Starring: Laurel Vail, Danny Barclay, Rob Cobuzio, Rebecca Brooks, Lance Buckner, Peter McGlynn
Running Time: 84 Minutes
Hearing the words “found footage” and “demon pregnancy” may conjure up images of this year’s awful DEVIL’S DUE. On paper the films sound painstakingly similar which will have people questioning whether or not they’ve already seen DELIVERY or not. Rest assured though, DELIVERY is no DEVIL’S DUE, and as far as found footage horrors go, this one knocks it out of the park.
DELIVERY follows a young couple, Rachel (Vail) and Kyle (Barclay), who decide to have their pregnancy documented by a US reality TV show. Straight away this works, as it gives reasons for the continuous filming to take place. Whereas other films often have to rely on the audience’s suspension of disbelief when forcing the old “I have to document this,” line into the script, the idea of a TV production forcing people to keep to their contracts for good ratings is much more palatable. When the film starts we’re in full US reality TV land, with all the cheesiness you can imagine. This is so convincing at times, I completely forgot I was watching a horror and questioned why on Earth I was watching such melodramatic dreck.
As the film gradually eases into horror territory, fans of the genre will see where the film is going, but the subtlety with which events pan out adds to the horror without detracting from the drama. Netto understands that found footage films are not just a cheap alternative, and uses the form to explore the relationship of the central characters and how it gradually falls apart. The actions of characters are very understandable, and there aren’t too many occurrences that couldn’t be explained with logic and reason. Both Vail and Barclay bring chemistry and natural charm to their roles, as well as effectively evolving into different characters completely, with the bright and bubbly Rachel becoming a nervous wreck, and the calm and loving Kyle becoming impatient and aggravated.

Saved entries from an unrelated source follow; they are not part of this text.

use std::fmt;
use std::future::Future;
use std::sync::Arc;

use futures::future::BoxFuture;
use futures::FutureExt;
use parking_lot::Mutex;
use tracing::{info, warn};

use kubedeck_transport::ApiError;

use crate::{InvalidationPolicy, QueryClient};

/// Lifecycle of a write
#[derive(Clone, Copy, Debug, PartialEq, Eq)]
pub enum MutationStatus {
    Idle,
    Pending,
    Success,
    Error,
}

/// Outcome of the most recent call
#[derive(Debug)]
pub struct MutationState<O> {
    pub status: MutationStatus,
    pub data: Option<Arc<O>>,
    pub error: Option<Arc<ApiError>>,
}

impl<O> Clone for MutationState<O> {
    fn clone(&self) -> Self {
        Self {
            status: self.status,
            data: self.data.clone(),
            error: self.error.clone(),
        }
    }
}

impl<O> Default for MutationState<O> {
    fn default() -> Self {
        Self {
            status: MutationStatus::Idle,
            data: None,
            error: None,
        }
    }
}

type Runner<I, O> = Arc<dyn Fn(I) -> BoxFuture<'static, Result<O, ApiError>> + Send + Sync>;

/// A write operation bound to the cache keys it affects
///
/// Every successful call applies the invalidation policy, so active
/// queries of the affected kinds refetch. Failed calls leave the cache
/// untouched.
pub struct Mutation<I, O> {
    name: String,
    client: QueryClient,
    run: Runner<I, O>,
    policy: InvalidationPolicy,
    state: Arc<Mutex<MutationState<O>>>,
}

impl<I, O> Clone for Mutation<I, O> {
    fn clone(&self) -> Self {
        Self {
            name: self.name.clone(),
            client: self.client.clone(),
            run: Arc::clone(&self.run),
            policy: self.policy.clone(),
            state: Arc::clone(&self.state),
        }
    }
}

impl<I, O> Mutation<I, O>
where
    I: Send + 'static,
    O: Send + Sync + 'static,
{
    /// Create a new mutation named after the operation it performs
    pub fn new<F, Fut>(name: impl Into<String>, client: QueryClient, policy: InvalidationPolicy, run: F) -> Self
    where
        F: Fn(I) -> Fut + Send + Sync + 'static,
        Fut: Future<Output = Result<O, ApiError>> + Send + 'static,
    {
        Self {
            name: name.into(),
            client,
            run: Arc::new(move |input: I| run(input).boxed()),
            policy,
            state: Arc::new(Mutex::new(MutationState::default())),
        }
    }

    pub fn name(&self) -> &str {
        &self.name
    }

    pub fn policy(&self) -> &InvalidationPolicy {
        &self.policy
    }

    /// Run the write and, on success, invalidate the affected queries
    pub async fn mutate(&self, input: impl Into<I>) -> Result<Arc<O>, Arc<ApiError>> {
        {
            let mut state = self.state.lock();
            state.status = MutationStatus::Pending;
            state.error = None;
        }

        match (self.run)(input.into()).await {
            Ok(output) => {
                let output = Arc::new(output);
                {
                    let mut state = self.state.lock();
                    state.status = MutationStatus::Success;
                    state.data = Some(Arc::clone(&output));
                }
                let invalidated = self.client.apply(&self.policy);
                info!(mutation = %self.name, invalidated, "mutation succeeded");
                Ok(output)
            }
            Err(err) => {
                warn!(mutation = %self.name, error = %err, "mutation failed");
                let err = Arc::new(err);
                let mut state = self.state.lock();
                state.status = MutationStatus::Error;
                state.data = None;
                state.error = Some(Arc::clone(&err));
                Err(err)
            }
        }
    }

    pub fn state(&self) -> MutationState<O> {
        self.state.lock().clone()
    }

    /// Forget the last outcome
    pub fn reset(&self) {
        *self.state.lock() = MutationState::default();
    }
}

impl<I, O> fmt::Debug for Mutation<I, O> {
    fn fmt(&self, f: &mut fmt::Formatter<'_>) -> fmt::Result {
        f.debug_struct("Mutation")
            .field("name", &self.name)
            .field("policy", &self.policy)
            .field("status", &self.state.lock().status)
            .finish()
    }
}

#[cfg(test)]
mod tests {
    use super::*;
    use crate::{KeyScope, QueryKey, ResourceClass};
    use kubedeck_k8s::Verb;
    use std::sync::atomic::{AtomicUsize, Ordering};

    fn subscribe_counting(client: &QueryClient, kind: &str, calls: &Arc<AtomicUsize>) -> crate::Query<usize> {
        let calls = Arc::clone(calls);
        client.subscribe(
            QueryKey::new(kind, Verb::List, KeyScope::AllNamespaces),
            ResourceClass::Standard,
            move || {
                let n = calls.fetch_add(1, Ordering::SeqCst) + 1;
                async move { Ok::<_, ApiError>(n) }
            },
        )
    }

    #[tokio::test]
    async fn test_success_invalidates_policy_kinds() {
        let client = QueryClient::default();
        let calls = Arc::new(AtomicUsize::new(0));
        let mut query = subscribe_counting(&client, "Secret", &calls);
        query.settled().await;

        let create = Mutation::new(
            "create_secret",
            client.clone(),
            InvalidationPolicy::kind("Secret"),
            |name: String| async move { Ok::<_, ApiError>(name) },
        );

        let out = create.mutate("db-password").await.unwrap();
        assert_eq!(out.as_str(), "db-password");
        assert_eq!(create.state().status, MutationStatus::Success);

        let state = query.settled().await;
        assert_eq!(*state.data.unwrap(), 2);
    }

    #[tokio::test]
    async fn test_failure_leaves_cache_alone() {
        let client = QueryClient::default();
        let calls = Arc::new(AtomicUsize::new(0));
        let mut query = subscribe_counting(&client, "DaemonSet", &calls);
        query.settled().await;

        let delete = Mutation::new(
            "delete_daemon_set",
            client.clone(),
            InvalidationPolicy::kind("DaemonSet"),
            |_: String| async { Err::<(), _>(ApiError::from_response(500, b"")) },
        );

        let err = delete.mutate("nginx-daemonset").await.unwrap_err();
        assert_eq!(err.status(), Some(500));

        let state = delete.state();
        assert_eq!(state.status, MutationStatus::Error);
        assert!(state.data.is_none());
        assert!(!query.state().is_fetching);
        assert_eq!(calls.load(Ordering::SeqCst), 1);

        delete.reset();
        assert_eq!(delete.state().status, MutationStatus::Idle);
        assert!(delete.state().error.is_none());
    }
}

Like all good horrors it taps into a primal fear, that being the delicacy of childbirth. The happiness is evident at first before stressful situations turn everything into a grim and tense atmosphere. If you shouldn’t watch JAWS before going swimming, or THE BLAIR WITCH PROJECT before camping, then certainly don’t sit through this if you’re expecting. Unlike many found footage films, there is also a shocking ending that also brings about a conclusion, although some questions are left unanswered, which is all for the best. One of the best of its kind.
[usr=4]DELIVERY is released on DVD on 12th May.